At the recent Saugeen Shores special meeting of Committee of the Whole on the topic of the proposed Port Elgin Beach revitalization development held December 16th, there were speakers at the Open Forum and three delegations. The proponents represented by Pier Donnini and their architect Grant Diemert also explained the project in more detail to the more than 200 people who filled the Rotary Hall.
“The process of restoring our waterfront began years ago,” said Donnini. “The goal has always been to maximize the use of this space for the majority.”
According to Donnini, there were over 15 interested parties that registered in response to the Request for Proposal (RFP). “Therefore, we knew that our proposal had to fit the needs of as many as possible. Mine and our group’s self interest and selfish vision would have been to open a bar and restaurant and that’s it but we didn’t do that because that isn’t what the community needs”
“We are not building on the beach or proposing to do that. Reclaimng an under-utilized asset was always the goal if it could be done with minimal financial impact to the taxpayers. Our vision all along was guided by the Waterfront Master Plan creating a destination where people could have experiences, include activities that made sense and design it to fit,” said Donnini.
He went on to say that the Port Elgin beach has a long history of public and private events. “Long and exhaustive public consultation and hundreds of constructive suggestions helped us understand what many wanted to see. Staff devoted hundreds of man hours and used their collective experience to help craft an agreement defining the interests of the municipality as well as ours.”

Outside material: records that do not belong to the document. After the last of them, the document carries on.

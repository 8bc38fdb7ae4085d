//! A bidirectional compiler between a small statically-typed contract
//! language (L) and a stack-machine contract assembly (M).
//!
//! The compile direction is a pipeline of independent passes, each module
//! below named for its stage: [`typeck`] (§4.1) produces a typed [`Contract`],
//! [`encode`] (§4.2) lowers it to a closure-converted, binarized [`Term`]
//! tree, [`simplify`] (§4.3) cleans that tree up, [`codegen`] (§4.4) emits
//! symbolic M instructions, [`peephole`] (§4.5) rewrites and truncates them,
//! and [`emit`] (§4.6) renders the result as the external concrete syntax.
//! The decompile direction runs [`interp`] (§4.7) over a concrete program to
//! recover a typed [`Term`] tree, which [`typeck`] can re-check in
//! decompiling mode.
//!
//! [`Contract`]: types::contract::Contract
//! [`Term`]: types::term::Term

pub mod config;
pub mod env;
pub mod error;
pub mod loc;
pub mod prim;
pub mod symbol;
pub mod types;

pub mod typeck;
pub mod encode;
pub mod simplify;
pub mod codegen;
pub mod peephole;
pub mod emit;
pub mod interp;

use crate::codegen::Compiled;
use crate::config::Config;
use crate::env::Env;
use crate::error::Result;
use crate::types::ast::UContract;
use crate::types::concrete::Program;
use crate::types::term::Term;

/// Run the whole compile pipeline on an already-parsed contract: typecheck,
/// encode, simplify, generate code, and (unless disabled in `config`) run
/// the peephole/tail-fail finalizer. The emitter (§4.6) is a separate step
/// so a driver can choose text or JSON output without recompiling. The
/// returned [`Env`] carries the record/variant registries the emitter needs
/// to resolve the parameter/storage types' declared shapes.
pub fn compile_contract(ast: &UContract, config: &Config) -> Result<(Compiled, Env)> {
  let (contract, env) = typeck::typecheck_contract_with_env(ast)?;
  tracing::debug!(entries = contract.entries.len(), "typechecked contract");
  let encoded = encode::encode_contract(&env, &contract, env.vars)?;
  let mut compiled = codegen::compile(&encoded)?;
  if config.peephole {
    let before = compiled.code.len();
    compiled.code = peephole::finalize_block(peephole::optimize_block(compiled.code));
    compiled.init = compiled.init.map(|b| peephole::finalize_block(peephole::optimize_block(b)));
    tracing::debug!(before, after = compiled.code.len(), "ran peephole/tail-fail finalizer");
  }
  Ok((compiled, env))
}

/// Render a [`Compiled`] program as the external concrete syntax tree (§6),
/// ready for `serde_json` serialization or the out-of-scope textual printer.
pub fn emit_program(compiled: &Compiled, env: &Env) -> Result<Program> {
  emit::emit(compiled, env)
}

/// Run the decompile direction (§4.7): symbolically interpret a concrete
/// program and recover a typed [`Term`] fit for the untyper/printer
/// collaborator. Retries once with annotations ignored on `AnnotationConflict`,
/// per §5's explicit recovery rule.
pub fn decompile_program(program: &Program) -> Result<Term> {
  interp::decompile(program)
}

According to Donnini, the plan is the best of all worlds – “… thoughtful planning that considers many factors, long term vision and viability to have this asset available for generations.”
The project he says is a series of interconnected parts and the are designed with what each brings to the table.
- Whitefish Grill will be a four season restaurant that will give the opportunity to enjoy a wide range of food and drink while taking in the view – patio for the summer and warm fireplace in the winter.
- ‘event hall’ will be a year-round activity centre shared by all groups. Shared community spaces needs structure to hold activities. Economic viability is important so that it can sustain itself over the long term and not have a negative economic impact on the municipality. Provide predictable activity to allow other activities and services. Hall in addition to paid events, will be available for community groups.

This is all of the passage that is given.